People have suggested I make salads with a simple dressing that consist mainly of chickpeas, beans, or quinoa - this sounds good as it is affordable, can be eaten cold and will be filling so a couple of decent helpings should get me through the day

That is almost exactly what I've been eating while on deadline for the past couple of weeks. It's tasty and can be eaten as breakfast, lunch or dinner without getting sick of it, and it lasts in the fridge for a few days (not longer, because I hoover the stuff up.)
[YourNameHere] Chow, serves one indefinitely

Ingredients and portions are approximate and can be adjusted as you like:

Nearly fill the largest bowl you have with sliced or shredded veggies you actually like to eat (nothing you force yourself to eat).

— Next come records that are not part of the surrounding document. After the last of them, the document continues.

//! Notebook persistence.
//!
//! Editors produce a stream of small changes. Rather than writing each one,
//! changes are coalesced by a [`DebouncedSaver`] and handed to a
//! [`NotebookSink`] once editing pauses.

mod debounce;

pub use debounce::DebouncedSaver;

use crate::models::NotebookPatch;
use std::future::Future;
use thiserror::Error;
use uuid::Uuid;

/// Errors returned when a notebook change cannot be persisted.
#[derive(Debug, Clone, Error, PartialEq, Eq)]
pub enum PersistError {
    /// The destination refused the change.
    #[error("Save rejected: {0}")]
    Rejected(String),

    /// The notebook no longer exists.
    #[error("Notebook not found: {0}")]
    NotFound(Uuid),

    /// The saver has shut down.
    #[error("Saver is closed")]
    Closed,
}

/// Destination for notebook changes.
///
/// Implemented by the in-memory store and by the HTTP client, so the same
/// saver works locally and against a remote API.
pub trait NotebookSink: Send + Sync + 'static {
    /// Persists a partial update to a notebook.
    fn save(
        &self,
        id: Uuid,
        patch: NotebookPatch,
    ) -> impl Future<Output = Result<(), PersistError>> + Send;
}
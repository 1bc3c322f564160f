//! Integration tests for tenants, flows, events, and the timeline.

use axum::http::StatusCode;
use chrono::{Duration, Utc};
use serde_json::{json, Value};

use super::common::{get, post_json, test_app};

async fn create_tenant(app: axum::Router, name: &str) -> String {
    let (status, tenant) = post_json(app, "/api/tenants", json!({"name": name})).await;
    assert_eq!(status, StatusCode::CREATED);
    tenant["id"].as_str().unwrap().to_string()
}

#[tokio::test]
async fn test_tenants_unique_by_name() {
    let (app, _state) = test_app();

    create_tenant(app.clone(), "acme").await;
    let (status, response) = post_json(app.clone(), "/api/tenants", json!({"name": "ACME"})).await;
    assert_eq!(status, StatusCode::CONFLICT);
    assert_eq!(response["error"], "already_exists");

    let (_, listed) = get(app, "/api/tenants").await;
    assert_eq!(listed["tenants"].as_array().unwrap().len(), 1);
}

#[tokio::test]
async fn test_flows_paginate_newest_first() {
    let (app, _state) = test_app();
    let tenant = create_tenant(app.clone(), "acme").await;

    for minutes_ago in [30, 10, 20] {
        let (status, _) = post_json(
            app.clone(),
            "/api/flows",
            json!({
                "tenant_id": tenant,
                "name": format!("export-{minutes_ago}"),
                "start_time": Utc::now() - Duration::minutes(minutes_ago)
            }),
        )
        .await;
        assert_eq!(status, StatusCode::CREATED);
    }

    let (status, page) = get(
        app.clone(),
        &format!("/api/flows?tenant_id={tenant}&limit=2&offset=0"),
    )
    .await;
    assert_eq!(status, StatusCode::OK);
    assert_eq!(page["total_count"], 3);
    let names: Vec<&str> = page["flows"]
        .as_array()
        .unwrap()
        .iter()
        .map(|f| f["name"].as_str().unwrap())
        .collect();
    assert_eq!(names, ["export-10", "export-20"]);

    let (_, page) = get(app.clone(), "/api/flows?limit=2&offset=2").await;
    assert_eq!(page["flows"][0]["name"], "export-30");

    let (status, response) = get(app.clone(), "/api/flows?limit=0").await;
    assert_eq!(status, StatusCode::BAD_REQUEST);
    assert_eq!(response["error"], "invalid_limit");

    let (status, page) = get(app.clone(), "/api/flows?limit=500").await;
    assert_eq!(status, StatusCode::OK);
    assert_eq!(page["total_count"], 3);

    let (status, response) = get(app, "/api/flows?limit=501").await;
    assert_eq!(status, StatusCode::BAD_REQUEST);
    assert_eq!(response["error"], "invalid_limit");
}

#[tokio::test]
async fn test_flow_status_update_and_validation() {
    let (app, _state) = test_app();
    let tenant = create_tenant(app.clone(), "acme").await;

    let (_, flow) = post_json(
        app.clone(),
        "/api/flows",
        json!({"tenant_id": tenant, "name": "nightly"}),
    )
    .await;
    let id = flow["id"].as_str().unwrap().to_string();
    assert_eq!(flow["status"], "running");

    // A terminal status needs an end time.
    let (status, _) = post_json(
        app.clone(),
        "/api/flows",
        json!({"id": id, "tenant_id": tenant, "name": "nightly", "status": "failed",
               "start_time": flow["start_time"]}),
    )
    .await;
    assert_eq!(status, StatusCode::BAD_REQUEST);

    let (status, _) = post_json(
        app.clone(),
        "/api/flows",
        json!({"id": id, "tenant_id": tenant, "name": "nightly", "status": "succeeded",
               "start_time": flow["start_time"], "end_time": Utc::now()}),
    )
    .await;
    assert_eq!(status, StatusCode::CREATED);

    let (status, fetched) = get(app.clone(), &format!("/api/flows/{id}")).await;
    assert_eq!(status, StatusCode::OK);
    assert_eq!(fetched["status"], "succeeded");

    let (_, succeeded) = get(app, "/api/flows?status=succeeded").await;
    assert_eq!(succeeded["total_count"], 1);
}

#[tokio::test]
async fn test_flow_for_unknown_tenant_is_404() {
    let (app, _state) = test_app();
    let (status, _) = post_json(
        app,
        "/api/flows",
        json!({"tenant_id": uuid::Uuid::new_v4(), "name": "orphan"}),
    )
    .await;
    assert_eq!(status, StatusCode::NOT_FOUND);
}

#[tokio::test]
async fn test_events_window() {
    let (app, _state) = test_app();

    for (title, hours_ago) in [("recent deploy", 1), ("old deploy", 48)] {
        let (status, _) = post_json(
            app.clone(),
            "/api/events",
            json!({"title": title, "timestamp": Utc::now() - Duration::hours(hours_ago)}),
        )
        .await;
        assert_eq!(status, StatusCode::CREATED);
    }

    let (status, response) = get(app.clone(), "/api/events").await;
    assert_eq!(status, StatusCode::OK);
    assert_eq!(response["events"].as_array().unwrap().len(), 1);
    assert_eq!(response["events"][0]["title"], "recent deploy");

    let (_, response) = get(app.clone(), "/api/events?window=7d").await;
    assert_eq!(response["events"].as_array().unwrap().len(), 2);

    let (status, response) = get(app, "/api/events?window=5m").await;
    assert_eq!(status, StatusCode::BAD_REQUEST);
    assert_eq!(response["error"], "invalid_window");
}

#[tokio::test]
async fn test_timeline_merges_events_and_flows() {
    let (app, _state) = test_app();
    let tenant = create_tenant(app.clone(), "acme").await;

    post_json(
        app.clone(),
        "/api/events",
        json!({"title": "incident", "timestamp": Utc::now() - Duration::minutes(5)}),
    )
    .await;
    post_json(
        app.clone(),
        "/api/flows",
        json!({"tenant_id": tenant, "name": "backfill",
               "start_time": Utc::now() - Duration::minutes(30)}),
    )
    .await;

    let (status, response) = get(app, "/api/timeline?window=1h").await;
    assert_eq!(status, StatusCode::OK);

    let kinds: Vec<&str> = response["items"]
        .as_array()
        .unwrap()
        .iter()
        .map(|item: &Value| item["type"].as_str().unwrap())
        .collect();
    assert_eq!(kinds, ["event", "flow"]);
}
//! Comment storage.

use super::StoreError;
use crate::models::Comment;
use std::sync::{Arc, RwLock};
use uuid::Uuid;
use validator::Validate;

/// Trait for comment storage implementations.
pub trait CommentStore: Send + Sync {
    /// Inserts a comment.
    ///
    /// # Errors
    ///
    /// Returns an error if the comment is invalid or the store is unavailable.
    fn insert(&self, comment: Comment) -> Result<(), StoreError>;

    /// Lists comments on a notebook, oldest first.
    ///
    /// # Errors
    ///
    /// Returns an error if the store is unavailable.
    fn list_for_notebook(&self, notebook_id: Uuid) -> Result<Vec<Comment>, StoreError>;

    /// Removes every comment on a notebook and returns how many were removed.
    ///
    /// # Errors
    ///
    /// Returns an error if the store is unavailable.
    fn delete_for_notebook(&self, notebook_id: Uuid) -> Result<usize, StoreError>;
}

/// In-memory comment store.
#[derive(Debug, Default)]
pub struct InMemoryCommentStore {
    comments: Arc<RwLock<Vec<Comment>>>,
}

impl InMemoryCommentStore {
    /// Creates an empty store.
    #[must_use]
    pub fn new() -> Self {
        Self::default()
    }
}

impl CommentStore for InMemoryCommentStore {
    fn insert(&self, comment: Comment) -> Result<(), StoreError> {
        comment
            .validate()
            .map_err(|e| StoreError::Validation(e.to_string()))?;
        let mut comments = self
            .comments
            .write()
            .map_err(|_| StoreError::LockError("comment"))?;
        comments.push(comment);
        Ok(())
    }

    fn list_for_notebook(&self, notebook_id: Uuid) -> Result<Vec<Comment>, StoreError> {
        let comments = self
            .comments
            .read()
            .map_err(|_| StoreError::LockError("comment"))?;
        let mut listed: Vec<Comment> = comments
            .iter()
            .filter(|c| c.notebook_id == notebook_id)
            .cloned()
            .collect();
        listed.sort_by(|a, b| a.created_at.cmp(&b.created_at));
        Ok(listed)
    }

    fn delete_for_notebook(&self, notebook_id: Uuid) -> Result<usize, StoreError> {
        let mut comments = self
            .comments
            .write()
            .map_err(|_| StoreError::LockError("comment"))?;
        let before = comments.len();
        comments.retain(|c| c.notebook_id != notebook_id);
        Ok(before - comments.len())
    }
}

My choices are usually:

- shredded carrots (a food processor makes this ridiculously easy, but a grater, vegetable peeler or mandolin will do)
- sliced green onion
- a large portion of baby spinach, sliced
- thinly sliced sweet pepper
- flavour nuggets: chopped fresh tomatoes; tiny broccoli florets (the stems can be shredded and mixed with the carrots)
- fresh herbs! I love cilantro or parsley in this

(Got some garlic? Sure, go for it. It doesn't sound as if you'll be socializing much.)

Really, add anything you like: eggplant, zucchini, cooked green peas, whatever.

2. Add 2 cups of cooked beans and 2 cups of cooked grains. Black beans and quinoa are my favourites.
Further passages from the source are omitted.